Dublin gene therapy company bought in deal worth €15m

US biopharma group Spark Therapeutics buys Dublin-based Trinity spin-out Genable Technologies

Prof Jane Farrar from Trinity College Dublin: she and Prof Peter Humphries and  Dr Paul Kenna  have spent over 20 years looking at the form of inherited blindness known as retinitis pigmentosa. Photograph: Aidan Crawley

Prof Jane Farrar from Trinity College Dublin: she and Prof Peter Humphries and Dr Paul Kenna have spent over 20 years looking at the form of inherited blindness known as retinitis pigmentosa. Photograph: Aidan Crawley

 

US biopharma group Spark Therapeutics has acquired Dublin-based gene therapy business Genable Technologies in a deal worth more than $15 million (€13.6m).
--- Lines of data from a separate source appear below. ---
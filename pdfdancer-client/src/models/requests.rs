//! Request payloads and command results exchanged with the server.

use serde::{Deserialize, Serialize};
use serde_json::Value;

use super::geometry::Position;
use super::objects::{Paragraph, PdfObject};
use super::refs::{ObjectRef, ObjectType, Orientation, PageSize};
use crate::error::{PdfDancerError, PdfDancerResult};

/// Body of `POST /pdf/find`
#[derive(Debug, Serialize)]
#[serde(rename_all = "camelCase")]
pub struct FindRequest<'a> {
    pub object_type: Option<ObjectType>,
    pub position: Option<&'a Position>,
    pub hint: Option<&'a str>,
}

/// Body of `DELETE /pdf/delete`
#[derive(Debug, Serialize)]
#[serde(rename_all = "camelCase")]
pub struct DeleteRequest<'a> {
    pub object_ref: &'a ObjectRef,
}

/// Body of `PUT /pdf/move`
#[derive(Debug, Serialize)]
#[serde(rename_all = "camelCase")]
pub struct MoveRequest<'a> {
    pub object_ref: &'a ObjectRef,
    pub new_position: &'a Position,
}

/// Body of `PUT /pdf/page/move`
#[derive(Debug, Serialize)]
#[serde(rename_all = "camelCase")]
pub struct PageMoveRequest {
    pub from_page_index: usize,
    pub to_page_index: usize,
}

/// Body of `POST /pdf/add`
#[derive(Debug, Serialize)]
pub struct AddRequest {
    pub object: Value,
}

impl AddRequest {
    pub fn new(object: &PdfObject) -> Self {
        Self {
            object: object.to_payload(),
        }
    }
}

/// Body of `PUT /pdf/modify`
#[derive(Debug, Serialize)]
#[serde(rename_all = "camelCase")]
pub struct ModifyRequest<'a> {
    #[serde(rename = "ref")]
    pub object_ref: &'a ObjectRef,
    pub new_object: Value,
}

/// Body of `PUT /pdf/text/paragraph` and `PUT /pdf/text/line`
#[derive(Debug, Serialize)]
#[serde(rename_all = "camelCase")]
pub struct ModifyTextRequest<'a> {
    #[serde(rename = "ref")]
    pub object_ref: &'a ObjectRef,
    pub new_text_line: &'a str,
}

/// Body of `PUT /pdf/modify/formField`
#[derive(Debug, Serialize)]
pub struct ChangeFormFieldRequest<'a> {
    #[serde(rename = "ref")]
    pub object_ref: &'a ObjectRef,
    pub value: &'a str,
}

/// How a paragraph is changed: new text only, or a full replacement
#[derive(Debug, Clone, PartialEq)]
pub enum ParagraphEdit {
    Text(String),
    Replace(Paragraph),
}

impl From<&str> for ParagraphEdit {
    fn from(text: &str) -> Self {
        ParagraphEdit::Text(text.to_string())
    }
}

impl From<String> for ParagraphEdit {
    fn from(text: String) -> Self {
        ParagraphEdit::Text(text)
    }
}

impl From<Paragraph> for ParagraphEdit {
    fn from(paragraph: Paragraph) -> Self {
        ParagraphEdit::Replace(paragraph)
    }
}

/// Options for `POST /session/new` and `POST /pdf/page/add`
#[derive(Debug, Clone, PartialEq, Serialize)]
#[serde(rename_all = "camelCase")]
pub struct NewDocumentOptions {
    #[serde(skip_serializing_if = "Option::is_none")]
    pub page_size: Option<PageSize>,
    #[serde(skip_serializing_if = "Option::is_none")]
    pub orientation: Option<Orientation>,
    pub initial_page_count: usize,
}

impl Default for NewDocumentOptions {
    fn default() -> Self {
        Self {
            page_size: None,
            orientation: None,
            initial_page_count: 1,
        }
    }
}

impl NewDocumentOptions {
    pub fn with_page_size(mut self, page_size: PageSize) -> Self {
        self.page_size = Some(page_size);
        self
    }

    pub fn with_orientation(mut self, orientation: Orientation) -> Self {
        self.orientation = Some(orientation);
        self
    }

    pub fn with_initial_page_count(mut self, count: usize) -> Self {
        self.initial_page_count = count;
        self
    }

    pub fn validate(&self) -> PdfDancerResult<()> {
        if self.initial_page_count < 1 {
            return Err(PdfDancerError::validation(format!(
                "Initial page count must be at least 1, got {}",
                self.initial_page_count
            )));
        }
        Ok(())
    }
}

/// Body of `POST /pdf/page/add`. All fields are optional; the server
/// appends a page of the document's default size when none are set.
#[derive(Debug, Clone, Default, PartialEq, Serialize)]
#[serde(rename_all = "camelCase")]
pub struct AddPageRequest {
    #[serde(skip_serializing_if = "Option::is_none")]
    pub page_index: Option<usize>,
    #[serde(skip_serializing_if = "Option::is_none")]
    pub page_size: Option<PageSize>,
    #[serde(skip_serializing_if = "Option::is_none")]
    pub orientation: Option<Orientation>,
}

impl AddPageRequest {
    pub fn at_index(mut self, page_index: usize) -> Self {
        self.page_index = Some(page_index);
        self
    }

    pub fn with_page_size(mut self, page_size: PageSize) -> Self {
        self.page_size = Some(page_size);
        self
    }

    pub fn with_orientation(mut self, orientation: Orientation) -> Self {
        self.orientation = Some(orientation);
        self
    }

    pub fn is_empty(&self) -> bool {
        self.page_index.is_none() && self.page_size.is_none() && self.orientation.is_none()
    }
}

/// Outcome of a modify command
#[derive(Debug, Clone, PartialEq, Default, Deserialize)]
#[serde(rename_all = "camelCase", default)]
pub struct CommandResult {
    pub command_name: String,
    pub element_id: Option<String>,
    pub message: Option<String>,
    pub success: bool,
    pub warning: Option<String>,
}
The Trinity spin-out has used gene therapy to address a particular form of inherited blindness. It has been working with Spark, which specialises in gene therapy, since 2014.

Spark has paid $6 million in cash and 265,000 shares in the US company. At Monday’s price of around $35, the Spark stock is worth $9.4 million. The company will continue to be based in Ireland following the deal.

Genable raised €5 million in 2011 in an exercise led by Irish group Fountain Healthcare Partners, along with VC group Delta Partners.

The team behind Genable – Prof Jane Farrar (pictured), Prof Peter Humphries and opthalmologist Dr Paul Kenna – have spent over 20 years looking at one form of inherited blindness – retinitis pigmentosa (RP) – in which a genetic mutation leads to damage of the retina and a gradual loss of sight. A treatment holds the potential to provide a first cure for as many as 30,000 patients in the US and Europe.

Genable chairwoman Annette Clancy said the deal would “ensure the expedient clinical development of [its drug] RhoNova”.